<<<<

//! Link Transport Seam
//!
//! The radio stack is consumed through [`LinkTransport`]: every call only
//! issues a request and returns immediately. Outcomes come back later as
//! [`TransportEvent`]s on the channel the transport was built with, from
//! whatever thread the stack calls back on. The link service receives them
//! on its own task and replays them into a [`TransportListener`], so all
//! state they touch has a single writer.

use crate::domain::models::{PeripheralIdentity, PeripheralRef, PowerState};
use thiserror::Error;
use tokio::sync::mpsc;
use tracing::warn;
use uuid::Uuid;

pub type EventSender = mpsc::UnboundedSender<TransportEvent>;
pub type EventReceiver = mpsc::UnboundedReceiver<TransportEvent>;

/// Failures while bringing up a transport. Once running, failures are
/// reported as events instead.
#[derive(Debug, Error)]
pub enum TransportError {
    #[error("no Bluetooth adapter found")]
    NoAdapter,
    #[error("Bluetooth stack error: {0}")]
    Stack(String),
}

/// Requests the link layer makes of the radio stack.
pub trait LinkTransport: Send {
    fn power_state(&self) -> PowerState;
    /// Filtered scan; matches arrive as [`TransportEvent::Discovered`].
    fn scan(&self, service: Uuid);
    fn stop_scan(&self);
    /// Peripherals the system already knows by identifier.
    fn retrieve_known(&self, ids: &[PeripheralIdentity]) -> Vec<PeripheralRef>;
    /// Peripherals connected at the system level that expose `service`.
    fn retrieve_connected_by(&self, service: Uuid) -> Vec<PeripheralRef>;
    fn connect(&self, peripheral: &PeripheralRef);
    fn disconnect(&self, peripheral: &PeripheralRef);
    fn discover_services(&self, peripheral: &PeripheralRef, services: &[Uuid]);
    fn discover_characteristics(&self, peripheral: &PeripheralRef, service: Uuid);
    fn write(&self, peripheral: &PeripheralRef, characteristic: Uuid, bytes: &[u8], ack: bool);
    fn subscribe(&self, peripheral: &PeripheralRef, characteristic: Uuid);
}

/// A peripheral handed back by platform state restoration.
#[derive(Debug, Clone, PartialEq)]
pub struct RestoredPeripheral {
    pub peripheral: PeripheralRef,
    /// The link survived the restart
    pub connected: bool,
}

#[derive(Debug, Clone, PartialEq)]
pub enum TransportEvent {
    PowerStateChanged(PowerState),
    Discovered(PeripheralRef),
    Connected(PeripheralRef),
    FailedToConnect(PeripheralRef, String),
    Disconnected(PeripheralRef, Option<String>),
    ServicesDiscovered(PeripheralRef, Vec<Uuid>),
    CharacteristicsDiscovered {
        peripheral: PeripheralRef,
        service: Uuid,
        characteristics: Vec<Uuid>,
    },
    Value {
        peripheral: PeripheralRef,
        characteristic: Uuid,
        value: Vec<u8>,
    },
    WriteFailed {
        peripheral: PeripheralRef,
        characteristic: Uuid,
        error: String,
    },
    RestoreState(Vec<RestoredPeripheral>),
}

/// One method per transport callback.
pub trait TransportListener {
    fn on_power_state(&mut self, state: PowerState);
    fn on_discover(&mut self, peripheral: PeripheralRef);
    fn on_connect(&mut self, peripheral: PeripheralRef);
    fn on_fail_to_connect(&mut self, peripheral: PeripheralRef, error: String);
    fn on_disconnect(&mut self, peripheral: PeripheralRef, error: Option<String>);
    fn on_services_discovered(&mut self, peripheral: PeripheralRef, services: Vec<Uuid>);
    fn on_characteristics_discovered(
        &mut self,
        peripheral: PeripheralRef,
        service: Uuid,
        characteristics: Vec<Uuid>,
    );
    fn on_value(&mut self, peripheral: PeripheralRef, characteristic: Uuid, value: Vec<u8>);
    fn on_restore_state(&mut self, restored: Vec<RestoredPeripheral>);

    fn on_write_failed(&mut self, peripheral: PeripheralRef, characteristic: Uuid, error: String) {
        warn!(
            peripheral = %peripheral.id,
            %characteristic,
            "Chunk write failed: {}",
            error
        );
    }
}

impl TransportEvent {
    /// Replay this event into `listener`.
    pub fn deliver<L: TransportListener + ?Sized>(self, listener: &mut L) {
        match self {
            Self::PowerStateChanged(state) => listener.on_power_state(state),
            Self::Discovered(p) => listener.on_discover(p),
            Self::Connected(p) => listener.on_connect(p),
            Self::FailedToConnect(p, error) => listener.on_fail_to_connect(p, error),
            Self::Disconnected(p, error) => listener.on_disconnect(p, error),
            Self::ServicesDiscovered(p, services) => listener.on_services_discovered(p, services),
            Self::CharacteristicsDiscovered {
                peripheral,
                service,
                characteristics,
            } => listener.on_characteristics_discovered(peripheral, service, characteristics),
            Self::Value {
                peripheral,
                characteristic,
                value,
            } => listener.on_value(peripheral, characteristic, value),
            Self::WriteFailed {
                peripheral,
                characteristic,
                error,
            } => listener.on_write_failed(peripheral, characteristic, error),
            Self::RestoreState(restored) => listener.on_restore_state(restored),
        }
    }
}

>>>>
<<<<

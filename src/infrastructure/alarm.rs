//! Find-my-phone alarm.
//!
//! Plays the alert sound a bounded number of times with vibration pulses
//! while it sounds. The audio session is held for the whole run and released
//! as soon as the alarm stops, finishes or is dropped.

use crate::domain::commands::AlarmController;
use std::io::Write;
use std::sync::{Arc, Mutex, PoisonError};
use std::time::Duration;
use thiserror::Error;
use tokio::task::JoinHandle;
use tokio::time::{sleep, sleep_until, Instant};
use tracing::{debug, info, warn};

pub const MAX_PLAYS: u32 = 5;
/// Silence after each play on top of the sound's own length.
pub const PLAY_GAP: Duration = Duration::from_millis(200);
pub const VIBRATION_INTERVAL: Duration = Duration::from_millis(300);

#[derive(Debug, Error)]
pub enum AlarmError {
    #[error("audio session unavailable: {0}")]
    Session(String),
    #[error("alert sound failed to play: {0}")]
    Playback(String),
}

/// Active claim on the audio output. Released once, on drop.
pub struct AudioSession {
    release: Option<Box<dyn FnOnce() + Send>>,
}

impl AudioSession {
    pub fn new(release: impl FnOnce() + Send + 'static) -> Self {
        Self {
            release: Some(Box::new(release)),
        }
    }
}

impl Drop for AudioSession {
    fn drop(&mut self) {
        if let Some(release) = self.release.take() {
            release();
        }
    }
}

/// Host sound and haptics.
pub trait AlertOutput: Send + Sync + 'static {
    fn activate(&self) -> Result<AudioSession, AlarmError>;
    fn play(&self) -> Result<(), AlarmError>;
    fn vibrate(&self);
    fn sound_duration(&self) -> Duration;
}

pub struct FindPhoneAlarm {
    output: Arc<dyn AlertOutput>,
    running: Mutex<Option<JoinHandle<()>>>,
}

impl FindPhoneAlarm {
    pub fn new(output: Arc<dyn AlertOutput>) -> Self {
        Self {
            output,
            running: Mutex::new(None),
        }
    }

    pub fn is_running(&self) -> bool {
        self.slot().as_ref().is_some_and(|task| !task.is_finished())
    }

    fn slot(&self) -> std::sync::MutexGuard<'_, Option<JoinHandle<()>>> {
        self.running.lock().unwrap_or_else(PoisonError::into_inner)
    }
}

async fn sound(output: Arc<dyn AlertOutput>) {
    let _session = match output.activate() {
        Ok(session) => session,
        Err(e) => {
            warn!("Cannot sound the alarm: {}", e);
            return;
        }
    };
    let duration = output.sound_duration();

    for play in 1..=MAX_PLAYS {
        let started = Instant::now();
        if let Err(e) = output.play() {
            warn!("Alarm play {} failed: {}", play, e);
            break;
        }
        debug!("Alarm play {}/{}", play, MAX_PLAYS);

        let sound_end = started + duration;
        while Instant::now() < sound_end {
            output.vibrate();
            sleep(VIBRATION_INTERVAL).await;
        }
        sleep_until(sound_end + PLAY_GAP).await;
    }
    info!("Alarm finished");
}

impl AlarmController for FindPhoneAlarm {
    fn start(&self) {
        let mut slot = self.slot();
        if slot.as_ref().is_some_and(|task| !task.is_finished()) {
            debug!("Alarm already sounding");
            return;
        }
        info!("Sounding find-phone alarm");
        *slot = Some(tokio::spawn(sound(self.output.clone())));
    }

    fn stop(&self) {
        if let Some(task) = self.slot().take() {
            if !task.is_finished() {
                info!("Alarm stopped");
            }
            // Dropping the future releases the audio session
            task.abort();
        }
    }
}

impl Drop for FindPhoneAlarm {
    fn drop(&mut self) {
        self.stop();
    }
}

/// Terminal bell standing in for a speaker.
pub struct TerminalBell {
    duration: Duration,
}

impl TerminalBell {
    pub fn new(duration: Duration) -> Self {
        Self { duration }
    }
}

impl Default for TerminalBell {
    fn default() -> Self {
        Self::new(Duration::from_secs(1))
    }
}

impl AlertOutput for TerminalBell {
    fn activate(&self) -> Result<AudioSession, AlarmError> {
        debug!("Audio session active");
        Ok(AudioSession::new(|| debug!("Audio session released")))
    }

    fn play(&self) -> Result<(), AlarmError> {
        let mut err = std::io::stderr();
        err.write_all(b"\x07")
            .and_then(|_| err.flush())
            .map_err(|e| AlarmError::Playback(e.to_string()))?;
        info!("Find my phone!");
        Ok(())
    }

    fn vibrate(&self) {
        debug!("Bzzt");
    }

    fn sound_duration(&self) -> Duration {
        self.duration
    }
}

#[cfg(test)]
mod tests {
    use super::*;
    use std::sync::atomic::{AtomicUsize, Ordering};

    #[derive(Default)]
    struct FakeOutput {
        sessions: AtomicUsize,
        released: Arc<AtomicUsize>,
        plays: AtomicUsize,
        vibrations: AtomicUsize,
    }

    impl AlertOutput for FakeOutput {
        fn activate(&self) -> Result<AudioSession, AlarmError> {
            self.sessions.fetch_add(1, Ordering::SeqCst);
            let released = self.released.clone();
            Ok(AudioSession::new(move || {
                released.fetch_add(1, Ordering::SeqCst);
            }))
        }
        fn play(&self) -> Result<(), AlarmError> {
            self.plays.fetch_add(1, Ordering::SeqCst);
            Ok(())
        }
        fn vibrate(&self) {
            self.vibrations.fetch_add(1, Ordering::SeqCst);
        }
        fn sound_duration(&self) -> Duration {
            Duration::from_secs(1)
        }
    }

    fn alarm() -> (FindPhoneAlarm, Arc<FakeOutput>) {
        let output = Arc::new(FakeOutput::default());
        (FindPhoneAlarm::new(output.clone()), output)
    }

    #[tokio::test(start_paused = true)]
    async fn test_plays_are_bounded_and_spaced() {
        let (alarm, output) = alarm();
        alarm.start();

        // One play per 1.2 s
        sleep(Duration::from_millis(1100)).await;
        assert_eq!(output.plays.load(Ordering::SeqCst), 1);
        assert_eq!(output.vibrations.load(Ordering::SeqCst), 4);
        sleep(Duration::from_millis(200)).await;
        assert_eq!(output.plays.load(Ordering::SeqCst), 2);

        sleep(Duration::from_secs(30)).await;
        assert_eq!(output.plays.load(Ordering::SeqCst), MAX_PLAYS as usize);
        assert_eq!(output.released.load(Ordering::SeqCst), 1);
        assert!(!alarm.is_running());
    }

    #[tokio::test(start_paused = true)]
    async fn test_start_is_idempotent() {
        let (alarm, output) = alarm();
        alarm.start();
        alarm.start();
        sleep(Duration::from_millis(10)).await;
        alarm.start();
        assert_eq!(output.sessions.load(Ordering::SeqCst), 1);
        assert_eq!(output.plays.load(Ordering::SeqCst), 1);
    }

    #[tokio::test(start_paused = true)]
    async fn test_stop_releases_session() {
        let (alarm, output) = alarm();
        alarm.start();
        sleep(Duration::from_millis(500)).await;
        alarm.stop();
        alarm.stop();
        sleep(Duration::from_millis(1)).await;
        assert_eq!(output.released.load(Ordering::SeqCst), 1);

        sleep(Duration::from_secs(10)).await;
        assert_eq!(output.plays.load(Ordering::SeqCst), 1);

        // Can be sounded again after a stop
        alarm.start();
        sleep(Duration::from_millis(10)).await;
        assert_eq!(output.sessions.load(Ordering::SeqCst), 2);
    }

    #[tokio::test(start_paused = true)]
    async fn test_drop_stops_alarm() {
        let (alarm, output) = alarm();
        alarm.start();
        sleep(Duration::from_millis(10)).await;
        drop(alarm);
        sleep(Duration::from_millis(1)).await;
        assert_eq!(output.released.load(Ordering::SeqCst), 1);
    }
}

>>>>
<<<<

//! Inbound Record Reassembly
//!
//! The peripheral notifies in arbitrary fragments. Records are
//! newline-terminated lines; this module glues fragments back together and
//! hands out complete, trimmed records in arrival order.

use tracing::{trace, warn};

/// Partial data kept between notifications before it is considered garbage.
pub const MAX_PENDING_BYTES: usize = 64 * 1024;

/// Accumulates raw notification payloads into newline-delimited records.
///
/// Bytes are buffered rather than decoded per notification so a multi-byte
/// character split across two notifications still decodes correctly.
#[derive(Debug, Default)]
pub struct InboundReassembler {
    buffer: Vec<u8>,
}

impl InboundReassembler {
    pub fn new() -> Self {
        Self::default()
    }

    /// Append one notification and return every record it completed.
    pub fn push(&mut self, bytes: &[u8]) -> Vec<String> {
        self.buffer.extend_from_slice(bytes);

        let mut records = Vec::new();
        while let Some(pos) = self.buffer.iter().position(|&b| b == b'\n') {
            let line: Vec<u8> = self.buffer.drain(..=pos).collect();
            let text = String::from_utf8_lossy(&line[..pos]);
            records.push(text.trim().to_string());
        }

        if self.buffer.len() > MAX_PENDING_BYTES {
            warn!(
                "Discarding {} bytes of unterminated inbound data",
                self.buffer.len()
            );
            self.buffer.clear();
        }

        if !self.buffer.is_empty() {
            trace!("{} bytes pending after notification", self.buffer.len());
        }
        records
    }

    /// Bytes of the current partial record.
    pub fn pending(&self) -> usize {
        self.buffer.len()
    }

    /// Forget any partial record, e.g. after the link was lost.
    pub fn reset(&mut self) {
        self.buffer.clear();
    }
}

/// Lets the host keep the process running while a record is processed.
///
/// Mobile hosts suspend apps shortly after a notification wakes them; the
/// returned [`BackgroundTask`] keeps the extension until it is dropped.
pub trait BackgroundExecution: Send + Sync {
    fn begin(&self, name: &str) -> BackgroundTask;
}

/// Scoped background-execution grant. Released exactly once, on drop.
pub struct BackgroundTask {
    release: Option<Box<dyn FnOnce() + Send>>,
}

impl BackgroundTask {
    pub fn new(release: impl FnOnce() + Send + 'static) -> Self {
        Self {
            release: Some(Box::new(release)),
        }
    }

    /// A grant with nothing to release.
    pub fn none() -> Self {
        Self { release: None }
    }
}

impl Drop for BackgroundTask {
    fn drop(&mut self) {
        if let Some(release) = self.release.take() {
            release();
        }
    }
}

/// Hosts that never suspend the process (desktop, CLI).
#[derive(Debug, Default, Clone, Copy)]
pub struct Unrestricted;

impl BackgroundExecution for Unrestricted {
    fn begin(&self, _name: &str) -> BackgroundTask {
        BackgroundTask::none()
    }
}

>>>>

[Exercise goal] The answer should be a bare number: how many lines of the material above include "RestoredPeripheral".

[Written solution] 3